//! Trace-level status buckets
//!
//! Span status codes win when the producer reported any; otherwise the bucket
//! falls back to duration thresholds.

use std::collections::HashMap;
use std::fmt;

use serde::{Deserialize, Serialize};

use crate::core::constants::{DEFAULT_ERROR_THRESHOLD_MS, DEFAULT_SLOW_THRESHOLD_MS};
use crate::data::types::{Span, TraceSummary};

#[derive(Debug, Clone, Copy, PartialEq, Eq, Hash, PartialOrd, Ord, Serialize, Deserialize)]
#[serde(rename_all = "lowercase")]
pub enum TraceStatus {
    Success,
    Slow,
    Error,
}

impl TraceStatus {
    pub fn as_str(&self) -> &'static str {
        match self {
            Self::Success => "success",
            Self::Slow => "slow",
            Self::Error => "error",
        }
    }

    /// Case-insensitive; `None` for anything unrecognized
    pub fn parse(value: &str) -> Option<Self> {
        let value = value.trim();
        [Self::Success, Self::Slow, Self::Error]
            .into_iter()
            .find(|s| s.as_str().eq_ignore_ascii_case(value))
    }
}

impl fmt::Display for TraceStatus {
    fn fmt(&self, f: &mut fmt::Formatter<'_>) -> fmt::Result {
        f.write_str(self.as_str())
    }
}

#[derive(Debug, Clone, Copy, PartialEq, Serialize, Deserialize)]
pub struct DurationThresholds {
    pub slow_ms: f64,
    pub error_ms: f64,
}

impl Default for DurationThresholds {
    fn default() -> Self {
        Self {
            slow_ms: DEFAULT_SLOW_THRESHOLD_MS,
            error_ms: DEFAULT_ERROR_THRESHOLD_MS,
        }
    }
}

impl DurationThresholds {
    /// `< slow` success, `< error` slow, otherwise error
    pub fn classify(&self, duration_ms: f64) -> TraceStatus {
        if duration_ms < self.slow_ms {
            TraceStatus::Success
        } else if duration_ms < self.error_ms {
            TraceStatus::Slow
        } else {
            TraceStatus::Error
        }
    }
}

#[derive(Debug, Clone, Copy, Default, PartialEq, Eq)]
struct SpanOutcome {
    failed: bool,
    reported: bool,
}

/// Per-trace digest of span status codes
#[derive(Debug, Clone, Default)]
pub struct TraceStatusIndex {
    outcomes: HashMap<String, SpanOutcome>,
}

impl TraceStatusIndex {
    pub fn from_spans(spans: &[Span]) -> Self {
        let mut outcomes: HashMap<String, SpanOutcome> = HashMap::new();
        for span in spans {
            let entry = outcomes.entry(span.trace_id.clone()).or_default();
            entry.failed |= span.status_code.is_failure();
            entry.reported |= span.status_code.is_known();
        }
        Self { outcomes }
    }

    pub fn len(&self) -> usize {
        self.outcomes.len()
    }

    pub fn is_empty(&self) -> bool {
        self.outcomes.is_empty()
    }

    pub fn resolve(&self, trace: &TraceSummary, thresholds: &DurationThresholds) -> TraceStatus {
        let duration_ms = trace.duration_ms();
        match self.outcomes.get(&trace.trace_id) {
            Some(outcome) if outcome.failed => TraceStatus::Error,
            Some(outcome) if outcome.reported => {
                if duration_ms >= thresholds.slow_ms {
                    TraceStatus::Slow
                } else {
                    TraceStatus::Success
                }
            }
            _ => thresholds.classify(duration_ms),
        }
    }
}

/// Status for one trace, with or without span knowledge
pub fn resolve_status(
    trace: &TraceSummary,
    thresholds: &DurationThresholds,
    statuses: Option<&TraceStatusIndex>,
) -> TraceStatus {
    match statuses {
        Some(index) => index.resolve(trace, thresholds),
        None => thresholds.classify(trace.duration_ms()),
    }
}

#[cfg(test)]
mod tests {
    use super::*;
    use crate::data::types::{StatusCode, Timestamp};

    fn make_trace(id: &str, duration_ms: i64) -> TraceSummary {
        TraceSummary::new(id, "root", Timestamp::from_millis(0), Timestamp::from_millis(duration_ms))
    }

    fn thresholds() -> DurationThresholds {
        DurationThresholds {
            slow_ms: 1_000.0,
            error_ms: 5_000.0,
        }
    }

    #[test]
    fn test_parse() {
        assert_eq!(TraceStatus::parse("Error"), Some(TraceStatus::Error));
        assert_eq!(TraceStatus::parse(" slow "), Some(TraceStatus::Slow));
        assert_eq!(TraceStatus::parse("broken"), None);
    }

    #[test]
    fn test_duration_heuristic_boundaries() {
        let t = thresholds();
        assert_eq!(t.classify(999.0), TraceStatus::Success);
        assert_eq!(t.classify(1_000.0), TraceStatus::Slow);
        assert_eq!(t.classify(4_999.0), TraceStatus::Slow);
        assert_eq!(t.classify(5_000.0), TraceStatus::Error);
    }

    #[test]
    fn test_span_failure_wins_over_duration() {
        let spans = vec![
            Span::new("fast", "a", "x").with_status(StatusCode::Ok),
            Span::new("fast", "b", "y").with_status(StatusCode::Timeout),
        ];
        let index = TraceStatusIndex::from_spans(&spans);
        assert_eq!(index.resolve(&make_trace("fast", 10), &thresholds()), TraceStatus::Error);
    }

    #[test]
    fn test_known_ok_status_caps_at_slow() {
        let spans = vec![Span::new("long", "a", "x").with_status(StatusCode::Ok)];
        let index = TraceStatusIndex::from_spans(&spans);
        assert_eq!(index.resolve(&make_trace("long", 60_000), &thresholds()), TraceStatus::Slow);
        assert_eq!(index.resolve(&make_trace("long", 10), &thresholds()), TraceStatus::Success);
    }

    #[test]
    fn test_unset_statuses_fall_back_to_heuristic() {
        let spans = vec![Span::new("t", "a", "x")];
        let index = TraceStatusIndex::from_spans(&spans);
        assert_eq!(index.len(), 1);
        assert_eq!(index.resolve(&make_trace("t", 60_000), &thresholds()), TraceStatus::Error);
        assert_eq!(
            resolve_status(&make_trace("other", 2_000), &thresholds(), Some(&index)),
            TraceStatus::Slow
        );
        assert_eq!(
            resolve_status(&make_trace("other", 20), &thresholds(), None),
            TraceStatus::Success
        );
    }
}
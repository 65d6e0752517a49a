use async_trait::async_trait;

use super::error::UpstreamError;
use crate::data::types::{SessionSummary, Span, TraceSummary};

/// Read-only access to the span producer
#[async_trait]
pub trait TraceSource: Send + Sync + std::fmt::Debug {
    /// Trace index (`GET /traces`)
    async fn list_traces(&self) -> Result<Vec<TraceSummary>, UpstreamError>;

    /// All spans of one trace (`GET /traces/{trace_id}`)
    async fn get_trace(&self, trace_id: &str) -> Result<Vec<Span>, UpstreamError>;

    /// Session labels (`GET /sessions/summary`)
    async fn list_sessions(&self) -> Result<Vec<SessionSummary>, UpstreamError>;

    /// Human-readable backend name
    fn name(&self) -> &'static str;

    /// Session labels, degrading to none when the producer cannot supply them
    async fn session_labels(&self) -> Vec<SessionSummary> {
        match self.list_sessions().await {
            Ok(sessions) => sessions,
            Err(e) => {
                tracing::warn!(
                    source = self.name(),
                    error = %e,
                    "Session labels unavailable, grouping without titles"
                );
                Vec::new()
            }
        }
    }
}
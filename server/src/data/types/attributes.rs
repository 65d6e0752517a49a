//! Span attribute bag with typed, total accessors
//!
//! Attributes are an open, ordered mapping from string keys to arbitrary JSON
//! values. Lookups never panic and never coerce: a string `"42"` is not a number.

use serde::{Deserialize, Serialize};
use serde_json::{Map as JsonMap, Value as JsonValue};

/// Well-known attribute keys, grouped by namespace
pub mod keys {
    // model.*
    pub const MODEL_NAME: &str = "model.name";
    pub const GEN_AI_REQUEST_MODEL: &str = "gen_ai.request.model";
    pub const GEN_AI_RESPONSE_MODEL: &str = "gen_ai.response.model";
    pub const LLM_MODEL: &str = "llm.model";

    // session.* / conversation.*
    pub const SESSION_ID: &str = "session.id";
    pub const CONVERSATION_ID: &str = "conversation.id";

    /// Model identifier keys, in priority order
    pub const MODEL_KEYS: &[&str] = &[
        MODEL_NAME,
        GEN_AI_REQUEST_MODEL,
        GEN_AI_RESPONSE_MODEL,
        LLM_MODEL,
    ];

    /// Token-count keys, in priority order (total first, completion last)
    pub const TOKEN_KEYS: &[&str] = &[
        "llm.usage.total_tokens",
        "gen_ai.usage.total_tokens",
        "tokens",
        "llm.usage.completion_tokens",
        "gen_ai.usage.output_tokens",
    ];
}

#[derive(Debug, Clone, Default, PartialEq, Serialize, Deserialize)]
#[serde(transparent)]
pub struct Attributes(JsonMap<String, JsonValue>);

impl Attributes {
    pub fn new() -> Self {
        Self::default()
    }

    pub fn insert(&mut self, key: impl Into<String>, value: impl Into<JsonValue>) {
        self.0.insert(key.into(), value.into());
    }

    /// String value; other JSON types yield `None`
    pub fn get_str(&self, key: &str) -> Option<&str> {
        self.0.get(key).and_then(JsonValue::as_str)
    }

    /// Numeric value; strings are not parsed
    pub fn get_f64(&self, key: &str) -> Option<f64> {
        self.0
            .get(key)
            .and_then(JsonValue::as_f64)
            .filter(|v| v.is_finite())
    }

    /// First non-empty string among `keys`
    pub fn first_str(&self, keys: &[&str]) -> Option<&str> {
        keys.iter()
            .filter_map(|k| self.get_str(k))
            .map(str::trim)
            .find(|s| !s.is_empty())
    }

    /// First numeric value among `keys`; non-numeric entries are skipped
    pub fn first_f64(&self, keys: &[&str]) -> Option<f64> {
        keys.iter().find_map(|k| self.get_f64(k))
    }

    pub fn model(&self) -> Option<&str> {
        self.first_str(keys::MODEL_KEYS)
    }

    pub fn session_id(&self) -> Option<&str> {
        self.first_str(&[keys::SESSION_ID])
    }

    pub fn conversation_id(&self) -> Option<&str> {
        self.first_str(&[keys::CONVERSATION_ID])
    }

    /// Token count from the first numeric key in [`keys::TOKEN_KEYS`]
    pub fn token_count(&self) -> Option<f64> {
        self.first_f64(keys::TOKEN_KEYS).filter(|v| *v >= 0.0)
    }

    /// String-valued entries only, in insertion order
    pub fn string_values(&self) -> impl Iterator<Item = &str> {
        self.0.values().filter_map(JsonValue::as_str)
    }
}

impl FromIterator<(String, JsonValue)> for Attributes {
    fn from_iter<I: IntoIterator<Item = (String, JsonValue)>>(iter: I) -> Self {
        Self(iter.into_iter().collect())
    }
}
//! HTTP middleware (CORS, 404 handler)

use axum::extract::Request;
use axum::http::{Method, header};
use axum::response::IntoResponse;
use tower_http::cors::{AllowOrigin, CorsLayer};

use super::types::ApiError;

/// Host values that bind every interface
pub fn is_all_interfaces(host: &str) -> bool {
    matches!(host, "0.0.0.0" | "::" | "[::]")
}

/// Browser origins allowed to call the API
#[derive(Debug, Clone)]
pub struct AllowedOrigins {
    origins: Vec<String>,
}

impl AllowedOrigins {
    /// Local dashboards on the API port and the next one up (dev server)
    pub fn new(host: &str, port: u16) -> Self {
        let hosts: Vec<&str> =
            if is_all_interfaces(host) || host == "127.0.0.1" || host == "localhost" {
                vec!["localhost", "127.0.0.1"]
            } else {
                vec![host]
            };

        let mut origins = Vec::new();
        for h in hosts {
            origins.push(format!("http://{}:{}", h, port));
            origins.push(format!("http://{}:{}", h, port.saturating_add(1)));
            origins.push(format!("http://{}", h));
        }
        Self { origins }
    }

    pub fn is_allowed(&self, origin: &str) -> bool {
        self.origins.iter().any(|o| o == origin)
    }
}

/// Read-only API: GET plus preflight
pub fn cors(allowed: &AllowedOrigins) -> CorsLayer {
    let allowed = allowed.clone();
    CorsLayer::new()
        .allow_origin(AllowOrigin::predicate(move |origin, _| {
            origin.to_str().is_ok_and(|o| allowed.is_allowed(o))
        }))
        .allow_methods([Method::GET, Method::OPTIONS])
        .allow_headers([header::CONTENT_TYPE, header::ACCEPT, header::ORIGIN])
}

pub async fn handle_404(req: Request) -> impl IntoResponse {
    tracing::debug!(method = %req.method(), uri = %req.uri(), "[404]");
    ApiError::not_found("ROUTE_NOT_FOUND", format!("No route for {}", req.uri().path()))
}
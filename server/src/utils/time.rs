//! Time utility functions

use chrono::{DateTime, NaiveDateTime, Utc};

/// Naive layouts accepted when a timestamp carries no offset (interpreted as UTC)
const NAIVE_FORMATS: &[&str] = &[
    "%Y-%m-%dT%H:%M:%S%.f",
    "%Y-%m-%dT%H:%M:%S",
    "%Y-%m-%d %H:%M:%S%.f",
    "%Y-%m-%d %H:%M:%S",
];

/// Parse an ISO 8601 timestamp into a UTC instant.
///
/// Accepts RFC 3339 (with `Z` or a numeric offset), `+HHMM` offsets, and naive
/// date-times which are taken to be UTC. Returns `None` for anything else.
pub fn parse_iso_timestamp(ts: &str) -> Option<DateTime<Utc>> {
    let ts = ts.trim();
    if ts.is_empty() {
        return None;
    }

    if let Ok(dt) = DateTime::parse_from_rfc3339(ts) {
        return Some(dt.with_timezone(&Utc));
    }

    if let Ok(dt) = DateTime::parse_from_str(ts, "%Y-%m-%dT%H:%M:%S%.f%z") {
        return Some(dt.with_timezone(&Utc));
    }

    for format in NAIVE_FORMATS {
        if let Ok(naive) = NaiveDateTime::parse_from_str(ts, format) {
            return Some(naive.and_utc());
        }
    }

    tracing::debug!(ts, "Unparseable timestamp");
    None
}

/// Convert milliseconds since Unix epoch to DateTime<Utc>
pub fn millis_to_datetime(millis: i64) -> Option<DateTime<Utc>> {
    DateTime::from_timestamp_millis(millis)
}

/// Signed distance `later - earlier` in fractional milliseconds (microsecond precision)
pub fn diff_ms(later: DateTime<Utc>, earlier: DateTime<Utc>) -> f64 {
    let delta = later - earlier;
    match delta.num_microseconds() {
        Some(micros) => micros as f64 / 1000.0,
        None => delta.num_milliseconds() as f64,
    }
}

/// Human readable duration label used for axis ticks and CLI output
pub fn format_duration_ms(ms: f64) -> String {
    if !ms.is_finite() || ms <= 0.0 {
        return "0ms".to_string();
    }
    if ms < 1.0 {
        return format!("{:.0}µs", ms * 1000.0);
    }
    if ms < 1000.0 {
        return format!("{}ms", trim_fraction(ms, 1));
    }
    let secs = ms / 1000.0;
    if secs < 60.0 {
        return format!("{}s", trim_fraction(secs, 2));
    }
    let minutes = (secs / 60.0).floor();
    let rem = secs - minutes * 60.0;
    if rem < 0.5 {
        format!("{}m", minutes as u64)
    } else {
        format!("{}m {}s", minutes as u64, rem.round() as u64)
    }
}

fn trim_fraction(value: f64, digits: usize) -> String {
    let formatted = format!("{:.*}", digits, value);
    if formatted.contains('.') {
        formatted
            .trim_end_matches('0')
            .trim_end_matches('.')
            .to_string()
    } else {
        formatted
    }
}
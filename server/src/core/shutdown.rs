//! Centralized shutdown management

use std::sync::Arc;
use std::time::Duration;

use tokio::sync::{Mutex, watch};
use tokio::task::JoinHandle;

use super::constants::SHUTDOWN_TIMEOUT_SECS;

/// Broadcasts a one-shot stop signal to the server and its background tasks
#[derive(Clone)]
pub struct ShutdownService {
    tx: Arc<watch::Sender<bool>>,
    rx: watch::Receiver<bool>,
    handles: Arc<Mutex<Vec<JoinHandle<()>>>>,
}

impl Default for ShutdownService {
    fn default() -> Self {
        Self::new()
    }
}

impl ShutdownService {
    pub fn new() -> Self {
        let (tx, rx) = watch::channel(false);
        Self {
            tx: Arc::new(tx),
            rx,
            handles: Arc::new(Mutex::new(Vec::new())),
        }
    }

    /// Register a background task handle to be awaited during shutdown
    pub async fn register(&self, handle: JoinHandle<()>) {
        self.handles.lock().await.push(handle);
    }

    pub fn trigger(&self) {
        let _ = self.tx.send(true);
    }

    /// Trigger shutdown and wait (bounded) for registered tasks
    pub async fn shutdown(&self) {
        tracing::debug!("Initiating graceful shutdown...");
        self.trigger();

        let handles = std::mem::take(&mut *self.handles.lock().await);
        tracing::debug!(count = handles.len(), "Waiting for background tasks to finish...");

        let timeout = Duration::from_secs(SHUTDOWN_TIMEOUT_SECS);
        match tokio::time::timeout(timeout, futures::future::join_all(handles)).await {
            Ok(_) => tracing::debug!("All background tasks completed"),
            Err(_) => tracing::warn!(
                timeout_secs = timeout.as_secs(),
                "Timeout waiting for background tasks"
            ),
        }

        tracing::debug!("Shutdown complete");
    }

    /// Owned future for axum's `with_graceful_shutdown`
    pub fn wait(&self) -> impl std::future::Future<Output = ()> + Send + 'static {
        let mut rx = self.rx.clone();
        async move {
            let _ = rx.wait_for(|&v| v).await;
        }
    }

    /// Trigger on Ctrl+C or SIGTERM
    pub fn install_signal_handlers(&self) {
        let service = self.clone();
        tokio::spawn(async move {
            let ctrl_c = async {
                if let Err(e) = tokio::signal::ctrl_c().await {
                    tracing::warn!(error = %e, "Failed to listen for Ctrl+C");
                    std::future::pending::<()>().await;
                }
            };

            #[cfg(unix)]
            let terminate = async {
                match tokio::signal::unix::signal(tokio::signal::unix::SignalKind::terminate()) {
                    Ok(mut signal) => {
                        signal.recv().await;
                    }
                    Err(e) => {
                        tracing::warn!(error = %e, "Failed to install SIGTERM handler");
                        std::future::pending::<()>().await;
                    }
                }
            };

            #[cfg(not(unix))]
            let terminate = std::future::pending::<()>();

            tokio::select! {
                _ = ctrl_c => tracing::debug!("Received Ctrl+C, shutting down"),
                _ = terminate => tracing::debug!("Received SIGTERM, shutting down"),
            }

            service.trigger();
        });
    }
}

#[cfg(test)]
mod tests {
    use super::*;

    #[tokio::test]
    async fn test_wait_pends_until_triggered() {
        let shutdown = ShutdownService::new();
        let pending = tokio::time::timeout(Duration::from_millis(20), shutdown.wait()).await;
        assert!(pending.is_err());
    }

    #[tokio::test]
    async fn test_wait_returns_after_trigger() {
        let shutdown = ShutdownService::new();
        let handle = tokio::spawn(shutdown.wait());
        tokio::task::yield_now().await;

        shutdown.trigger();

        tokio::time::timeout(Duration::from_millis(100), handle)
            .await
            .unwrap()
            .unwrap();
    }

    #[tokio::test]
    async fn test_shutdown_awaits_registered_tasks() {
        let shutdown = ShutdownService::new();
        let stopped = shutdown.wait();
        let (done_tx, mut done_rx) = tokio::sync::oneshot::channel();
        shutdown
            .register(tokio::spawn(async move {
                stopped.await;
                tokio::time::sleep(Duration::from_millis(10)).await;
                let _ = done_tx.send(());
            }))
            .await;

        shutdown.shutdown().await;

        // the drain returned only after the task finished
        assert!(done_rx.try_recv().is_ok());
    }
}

====

_What the exercise asks:_ Search the records above for the string "AllowedOrigins". Copy every line that contains it.

_Result of the exercise:_
pub struct AllowedOrigins {
impl AllowedOrigins {
pub fn cors(allowed: &AllowedOrigins) -> CorsLayer {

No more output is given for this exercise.